### Task objective
Find the lines below that contain the string "when". Copy each one.

### Data extract
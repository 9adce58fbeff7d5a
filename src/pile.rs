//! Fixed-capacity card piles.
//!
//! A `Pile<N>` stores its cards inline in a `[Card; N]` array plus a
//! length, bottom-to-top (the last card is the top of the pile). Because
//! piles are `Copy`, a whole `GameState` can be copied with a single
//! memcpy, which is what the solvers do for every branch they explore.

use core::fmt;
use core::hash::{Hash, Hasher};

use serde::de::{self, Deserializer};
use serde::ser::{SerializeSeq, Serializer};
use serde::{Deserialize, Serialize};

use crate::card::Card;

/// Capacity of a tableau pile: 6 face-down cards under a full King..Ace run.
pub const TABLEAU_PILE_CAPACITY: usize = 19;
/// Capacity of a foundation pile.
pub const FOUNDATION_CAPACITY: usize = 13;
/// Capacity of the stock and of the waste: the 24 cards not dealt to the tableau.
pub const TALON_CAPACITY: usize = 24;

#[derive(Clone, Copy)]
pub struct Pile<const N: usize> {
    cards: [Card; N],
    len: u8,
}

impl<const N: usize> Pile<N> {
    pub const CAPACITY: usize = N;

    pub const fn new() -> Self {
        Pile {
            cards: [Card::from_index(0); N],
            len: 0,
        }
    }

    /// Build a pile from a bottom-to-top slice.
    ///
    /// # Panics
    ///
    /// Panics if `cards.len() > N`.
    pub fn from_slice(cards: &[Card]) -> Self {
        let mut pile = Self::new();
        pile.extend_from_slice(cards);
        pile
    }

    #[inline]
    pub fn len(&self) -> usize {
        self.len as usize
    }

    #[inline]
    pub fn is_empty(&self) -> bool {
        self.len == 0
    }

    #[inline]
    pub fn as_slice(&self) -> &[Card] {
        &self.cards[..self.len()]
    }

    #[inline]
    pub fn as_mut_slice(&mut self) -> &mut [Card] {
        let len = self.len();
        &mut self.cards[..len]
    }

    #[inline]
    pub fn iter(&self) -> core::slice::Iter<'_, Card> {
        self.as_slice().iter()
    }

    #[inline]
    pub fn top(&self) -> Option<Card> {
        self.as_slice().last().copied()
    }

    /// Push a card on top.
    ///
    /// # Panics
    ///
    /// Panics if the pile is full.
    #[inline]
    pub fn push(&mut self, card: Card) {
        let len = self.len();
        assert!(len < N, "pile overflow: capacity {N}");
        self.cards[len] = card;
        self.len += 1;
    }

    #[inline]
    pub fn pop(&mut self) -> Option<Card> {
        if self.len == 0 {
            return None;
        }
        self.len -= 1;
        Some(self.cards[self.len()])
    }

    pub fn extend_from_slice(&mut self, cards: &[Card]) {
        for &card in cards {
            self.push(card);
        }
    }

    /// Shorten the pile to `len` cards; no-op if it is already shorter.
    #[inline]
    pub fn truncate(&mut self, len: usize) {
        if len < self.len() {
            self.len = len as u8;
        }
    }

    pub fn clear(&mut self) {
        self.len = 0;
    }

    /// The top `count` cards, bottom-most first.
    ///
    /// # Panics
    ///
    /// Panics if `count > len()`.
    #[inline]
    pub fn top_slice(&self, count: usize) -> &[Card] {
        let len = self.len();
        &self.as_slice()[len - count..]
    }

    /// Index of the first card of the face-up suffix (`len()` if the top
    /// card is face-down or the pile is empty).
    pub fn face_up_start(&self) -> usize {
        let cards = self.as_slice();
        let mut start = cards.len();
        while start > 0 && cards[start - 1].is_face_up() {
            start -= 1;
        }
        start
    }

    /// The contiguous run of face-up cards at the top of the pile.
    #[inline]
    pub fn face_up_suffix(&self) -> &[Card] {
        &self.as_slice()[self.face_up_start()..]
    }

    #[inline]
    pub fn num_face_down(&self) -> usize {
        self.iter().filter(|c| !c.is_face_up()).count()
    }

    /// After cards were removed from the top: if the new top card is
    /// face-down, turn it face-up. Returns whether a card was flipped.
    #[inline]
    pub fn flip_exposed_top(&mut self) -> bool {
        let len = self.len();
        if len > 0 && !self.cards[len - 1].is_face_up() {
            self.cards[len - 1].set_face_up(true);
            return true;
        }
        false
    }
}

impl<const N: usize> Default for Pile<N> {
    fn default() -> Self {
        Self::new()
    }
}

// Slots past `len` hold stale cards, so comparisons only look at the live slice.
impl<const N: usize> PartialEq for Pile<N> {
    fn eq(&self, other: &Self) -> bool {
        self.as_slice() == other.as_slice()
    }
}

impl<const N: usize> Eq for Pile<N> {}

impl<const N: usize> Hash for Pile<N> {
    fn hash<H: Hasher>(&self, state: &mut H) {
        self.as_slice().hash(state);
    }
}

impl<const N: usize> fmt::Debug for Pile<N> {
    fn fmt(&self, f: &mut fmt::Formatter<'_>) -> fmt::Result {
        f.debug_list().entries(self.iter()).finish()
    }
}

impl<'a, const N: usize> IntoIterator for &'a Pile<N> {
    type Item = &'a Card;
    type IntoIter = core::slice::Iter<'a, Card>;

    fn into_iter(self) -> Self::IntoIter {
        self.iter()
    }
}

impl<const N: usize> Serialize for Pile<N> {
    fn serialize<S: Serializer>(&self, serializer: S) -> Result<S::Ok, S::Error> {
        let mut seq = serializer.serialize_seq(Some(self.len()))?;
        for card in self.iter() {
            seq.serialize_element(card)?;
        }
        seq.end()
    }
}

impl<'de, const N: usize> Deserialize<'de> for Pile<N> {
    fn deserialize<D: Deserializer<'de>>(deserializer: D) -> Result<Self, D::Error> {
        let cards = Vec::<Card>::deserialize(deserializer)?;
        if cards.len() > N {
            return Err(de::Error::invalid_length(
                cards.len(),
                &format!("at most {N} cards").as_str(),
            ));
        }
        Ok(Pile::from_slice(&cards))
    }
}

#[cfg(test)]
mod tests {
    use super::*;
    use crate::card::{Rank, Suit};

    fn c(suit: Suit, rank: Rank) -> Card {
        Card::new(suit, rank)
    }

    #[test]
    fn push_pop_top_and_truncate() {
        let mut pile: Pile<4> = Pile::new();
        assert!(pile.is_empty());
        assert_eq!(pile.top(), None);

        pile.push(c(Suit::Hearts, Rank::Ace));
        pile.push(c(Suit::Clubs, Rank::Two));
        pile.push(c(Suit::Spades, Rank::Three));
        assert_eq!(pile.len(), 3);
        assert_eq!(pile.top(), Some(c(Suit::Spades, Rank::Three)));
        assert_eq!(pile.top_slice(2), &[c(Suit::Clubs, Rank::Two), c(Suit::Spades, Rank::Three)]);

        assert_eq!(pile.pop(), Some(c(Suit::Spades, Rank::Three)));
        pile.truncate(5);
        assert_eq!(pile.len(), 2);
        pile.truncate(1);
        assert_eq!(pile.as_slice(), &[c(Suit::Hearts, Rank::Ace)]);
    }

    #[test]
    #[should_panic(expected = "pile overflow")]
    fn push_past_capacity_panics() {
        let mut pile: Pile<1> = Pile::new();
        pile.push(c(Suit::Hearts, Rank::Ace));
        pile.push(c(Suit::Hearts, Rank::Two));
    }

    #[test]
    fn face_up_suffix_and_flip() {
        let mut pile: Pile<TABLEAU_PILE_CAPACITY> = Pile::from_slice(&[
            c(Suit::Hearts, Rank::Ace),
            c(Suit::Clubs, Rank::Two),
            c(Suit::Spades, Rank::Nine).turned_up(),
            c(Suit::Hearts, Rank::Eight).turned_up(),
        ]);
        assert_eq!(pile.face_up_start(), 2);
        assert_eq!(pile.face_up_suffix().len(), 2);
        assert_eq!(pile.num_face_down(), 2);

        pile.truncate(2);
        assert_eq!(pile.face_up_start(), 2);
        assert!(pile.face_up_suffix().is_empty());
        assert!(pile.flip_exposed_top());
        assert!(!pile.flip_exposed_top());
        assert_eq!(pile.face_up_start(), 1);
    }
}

* * *

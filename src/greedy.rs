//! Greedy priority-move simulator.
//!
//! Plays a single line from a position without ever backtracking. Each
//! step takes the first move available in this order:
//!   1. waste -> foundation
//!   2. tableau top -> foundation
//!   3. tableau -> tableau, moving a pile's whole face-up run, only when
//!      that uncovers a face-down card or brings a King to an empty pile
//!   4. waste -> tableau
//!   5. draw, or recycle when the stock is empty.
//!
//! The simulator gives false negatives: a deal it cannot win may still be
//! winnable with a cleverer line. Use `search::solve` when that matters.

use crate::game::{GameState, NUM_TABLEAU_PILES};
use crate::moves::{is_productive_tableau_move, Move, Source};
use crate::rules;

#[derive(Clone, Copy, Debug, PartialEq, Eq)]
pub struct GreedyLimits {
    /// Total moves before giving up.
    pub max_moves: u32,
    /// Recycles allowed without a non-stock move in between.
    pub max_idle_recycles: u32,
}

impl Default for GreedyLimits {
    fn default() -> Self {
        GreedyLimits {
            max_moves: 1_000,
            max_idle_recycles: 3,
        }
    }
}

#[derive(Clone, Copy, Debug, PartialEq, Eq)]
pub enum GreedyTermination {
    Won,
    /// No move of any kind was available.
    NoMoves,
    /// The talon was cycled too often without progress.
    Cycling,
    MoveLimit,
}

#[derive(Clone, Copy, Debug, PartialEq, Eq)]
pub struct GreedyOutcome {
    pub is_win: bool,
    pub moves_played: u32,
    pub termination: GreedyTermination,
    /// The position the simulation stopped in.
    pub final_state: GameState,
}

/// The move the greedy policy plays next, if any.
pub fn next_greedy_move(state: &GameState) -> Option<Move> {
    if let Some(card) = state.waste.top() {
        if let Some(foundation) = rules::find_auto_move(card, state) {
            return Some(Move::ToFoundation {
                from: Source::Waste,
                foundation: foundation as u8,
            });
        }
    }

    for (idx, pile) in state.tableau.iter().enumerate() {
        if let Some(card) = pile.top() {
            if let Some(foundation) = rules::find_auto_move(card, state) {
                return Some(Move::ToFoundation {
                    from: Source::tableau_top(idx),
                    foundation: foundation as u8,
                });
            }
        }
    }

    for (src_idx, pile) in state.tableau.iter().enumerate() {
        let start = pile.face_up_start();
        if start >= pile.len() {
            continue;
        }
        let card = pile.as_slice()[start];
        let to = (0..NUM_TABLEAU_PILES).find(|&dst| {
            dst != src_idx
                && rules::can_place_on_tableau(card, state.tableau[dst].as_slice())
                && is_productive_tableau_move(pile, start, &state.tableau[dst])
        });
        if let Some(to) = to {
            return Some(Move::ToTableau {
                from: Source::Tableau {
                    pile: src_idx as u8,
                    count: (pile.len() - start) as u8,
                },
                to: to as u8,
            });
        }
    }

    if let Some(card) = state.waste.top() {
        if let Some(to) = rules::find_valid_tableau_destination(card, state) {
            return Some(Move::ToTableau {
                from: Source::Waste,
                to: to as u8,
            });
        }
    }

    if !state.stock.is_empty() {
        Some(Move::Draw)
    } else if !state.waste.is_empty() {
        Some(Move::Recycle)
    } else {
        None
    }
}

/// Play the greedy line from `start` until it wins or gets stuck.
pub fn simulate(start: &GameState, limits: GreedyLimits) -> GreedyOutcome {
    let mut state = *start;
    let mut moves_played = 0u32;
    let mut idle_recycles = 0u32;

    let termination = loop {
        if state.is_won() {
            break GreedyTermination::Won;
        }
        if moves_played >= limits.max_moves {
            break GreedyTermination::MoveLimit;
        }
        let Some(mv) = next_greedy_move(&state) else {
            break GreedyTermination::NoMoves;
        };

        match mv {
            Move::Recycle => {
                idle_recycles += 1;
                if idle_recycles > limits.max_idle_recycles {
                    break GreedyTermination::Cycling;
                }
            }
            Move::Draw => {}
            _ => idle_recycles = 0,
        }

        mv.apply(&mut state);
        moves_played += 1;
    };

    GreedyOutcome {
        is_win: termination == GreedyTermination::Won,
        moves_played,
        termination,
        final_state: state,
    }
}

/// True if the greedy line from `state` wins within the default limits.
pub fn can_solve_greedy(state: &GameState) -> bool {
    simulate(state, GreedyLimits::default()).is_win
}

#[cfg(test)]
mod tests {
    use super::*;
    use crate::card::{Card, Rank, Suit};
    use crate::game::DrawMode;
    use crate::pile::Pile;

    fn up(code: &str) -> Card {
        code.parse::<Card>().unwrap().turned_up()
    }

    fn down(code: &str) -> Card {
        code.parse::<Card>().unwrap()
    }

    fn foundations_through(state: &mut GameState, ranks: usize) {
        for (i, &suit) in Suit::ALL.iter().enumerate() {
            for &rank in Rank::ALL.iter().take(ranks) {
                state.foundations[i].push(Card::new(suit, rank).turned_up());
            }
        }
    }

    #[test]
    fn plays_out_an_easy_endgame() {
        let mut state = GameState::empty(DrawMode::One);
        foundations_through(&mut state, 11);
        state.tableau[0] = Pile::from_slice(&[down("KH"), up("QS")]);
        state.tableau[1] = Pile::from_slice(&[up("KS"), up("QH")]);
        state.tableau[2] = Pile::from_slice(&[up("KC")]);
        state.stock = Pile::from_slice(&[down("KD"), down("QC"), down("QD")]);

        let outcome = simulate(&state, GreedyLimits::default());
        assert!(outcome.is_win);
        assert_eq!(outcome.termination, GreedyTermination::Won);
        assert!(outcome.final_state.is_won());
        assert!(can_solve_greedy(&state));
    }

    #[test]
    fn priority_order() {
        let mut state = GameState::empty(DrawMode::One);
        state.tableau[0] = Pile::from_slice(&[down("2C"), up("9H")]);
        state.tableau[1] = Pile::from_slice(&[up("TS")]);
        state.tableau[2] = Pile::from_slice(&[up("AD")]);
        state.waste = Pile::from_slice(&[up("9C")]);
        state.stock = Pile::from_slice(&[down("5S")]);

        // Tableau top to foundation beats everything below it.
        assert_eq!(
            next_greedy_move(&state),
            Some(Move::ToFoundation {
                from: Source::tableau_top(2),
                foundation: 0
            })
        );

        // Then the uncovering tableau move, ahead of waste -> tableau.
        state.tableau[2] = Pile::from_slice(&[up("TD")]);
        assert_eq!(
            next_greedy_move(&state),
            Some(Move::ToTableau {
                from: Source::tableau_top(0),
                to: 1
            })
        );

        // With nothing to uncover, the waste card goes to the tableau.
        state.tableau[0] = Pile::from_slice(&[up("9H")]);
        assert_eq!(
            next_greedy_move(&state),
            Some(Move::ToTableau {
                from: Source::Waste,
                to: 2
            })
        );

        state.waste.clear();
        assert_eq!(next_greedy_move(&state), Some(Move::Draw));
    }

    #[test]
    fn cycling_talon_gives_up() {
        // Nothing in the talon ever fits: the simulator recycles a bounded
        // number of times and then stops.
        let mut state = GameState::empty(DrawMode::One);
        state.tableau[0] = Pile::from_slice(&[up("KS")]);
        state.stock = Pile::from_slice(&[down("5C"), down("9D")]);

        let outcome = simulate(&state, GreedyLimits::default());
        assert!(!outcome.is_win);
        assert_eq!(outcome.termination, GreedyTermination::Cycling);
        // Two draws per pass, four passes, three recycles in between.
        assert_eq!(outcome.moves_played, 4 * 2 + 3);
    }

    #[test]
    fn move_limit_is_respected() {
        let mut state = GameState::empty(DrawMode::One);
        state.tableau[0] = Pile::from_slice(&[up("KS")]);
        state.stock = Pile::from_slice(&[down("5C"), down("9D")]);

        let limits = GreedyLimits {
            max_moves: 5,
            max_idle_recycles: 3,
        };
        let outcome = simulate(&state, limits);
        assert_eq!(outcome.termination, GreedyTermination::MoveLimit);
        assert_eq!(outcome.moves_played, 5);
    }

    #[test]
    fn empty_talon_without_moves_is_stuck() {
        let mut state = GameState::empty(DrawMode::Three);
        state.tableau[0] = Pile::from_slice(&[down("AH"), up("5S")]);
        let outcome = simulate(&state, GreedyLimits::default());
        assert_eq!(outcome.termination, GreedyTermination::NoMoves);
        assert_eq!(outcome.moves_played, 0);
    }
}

...

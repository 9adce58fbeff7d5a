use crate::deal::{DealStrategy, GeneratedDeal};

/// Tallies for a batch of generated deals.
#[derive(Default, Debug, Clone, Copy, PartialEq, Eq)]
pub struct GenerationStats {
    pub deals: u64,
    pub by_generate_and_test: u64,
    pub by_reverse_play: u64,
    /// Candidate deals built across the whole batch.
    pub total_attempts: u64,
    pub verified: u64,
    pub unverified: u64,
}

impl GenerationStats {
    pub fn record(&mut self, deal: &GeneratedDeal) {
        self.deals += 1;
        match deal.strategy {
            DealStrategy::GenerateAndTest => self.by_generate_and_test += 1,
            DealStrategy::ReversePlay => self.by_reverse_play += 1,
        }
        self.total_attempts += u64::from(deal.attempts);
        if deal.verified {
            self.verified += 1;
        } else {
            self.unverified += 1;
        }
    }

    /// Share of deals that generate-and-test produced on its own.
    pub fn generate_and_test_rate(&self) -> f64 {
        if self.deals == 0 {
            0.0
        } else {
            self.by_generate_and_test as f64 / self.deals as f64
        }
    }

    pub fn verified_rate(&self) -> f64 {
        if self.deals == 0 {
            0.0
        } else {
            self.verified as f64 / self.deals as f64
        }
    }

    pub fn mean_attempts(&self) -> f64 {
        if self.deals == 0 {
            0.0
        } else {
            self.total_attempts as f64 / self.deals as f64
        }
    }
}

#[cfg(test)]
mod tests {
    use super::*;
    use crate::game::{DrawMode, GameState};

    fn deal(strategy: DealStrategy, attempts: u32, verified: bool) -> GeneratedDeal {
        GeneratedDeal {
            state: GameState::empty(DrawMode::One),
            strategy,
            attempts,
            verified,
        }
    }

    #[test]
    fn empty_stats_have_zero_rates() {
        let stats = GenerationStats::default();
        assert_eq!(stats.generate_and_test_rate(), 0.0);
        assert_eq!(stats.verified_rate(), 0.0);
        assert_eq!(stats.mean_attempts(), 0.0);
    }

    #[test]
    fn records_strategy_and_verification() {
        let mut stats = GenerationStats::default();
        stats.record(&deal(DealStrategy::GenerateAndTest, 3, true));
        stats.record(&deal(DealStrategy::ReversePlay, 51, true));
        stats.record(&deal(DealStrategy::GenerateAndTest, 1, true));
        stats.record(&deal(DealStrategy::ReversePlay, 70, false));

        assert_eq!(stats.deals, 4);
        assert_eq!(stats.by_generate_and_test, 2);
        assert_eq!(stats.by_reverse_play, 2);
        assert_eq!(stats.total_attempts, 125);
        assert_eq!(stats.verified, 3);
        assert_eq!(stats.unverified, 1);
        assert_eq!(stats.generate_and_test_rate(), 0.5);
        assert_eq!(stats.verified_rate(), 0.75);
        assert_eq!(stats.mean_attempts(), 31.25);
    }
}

### Result for this exercise
//!   3. tableau -> tableau, moving a pile's whole face-up run, only when
//!   5. draw, or recycle when the stock is empty.
//! winnable with a cleverer line. Use `search::solve` when that matters.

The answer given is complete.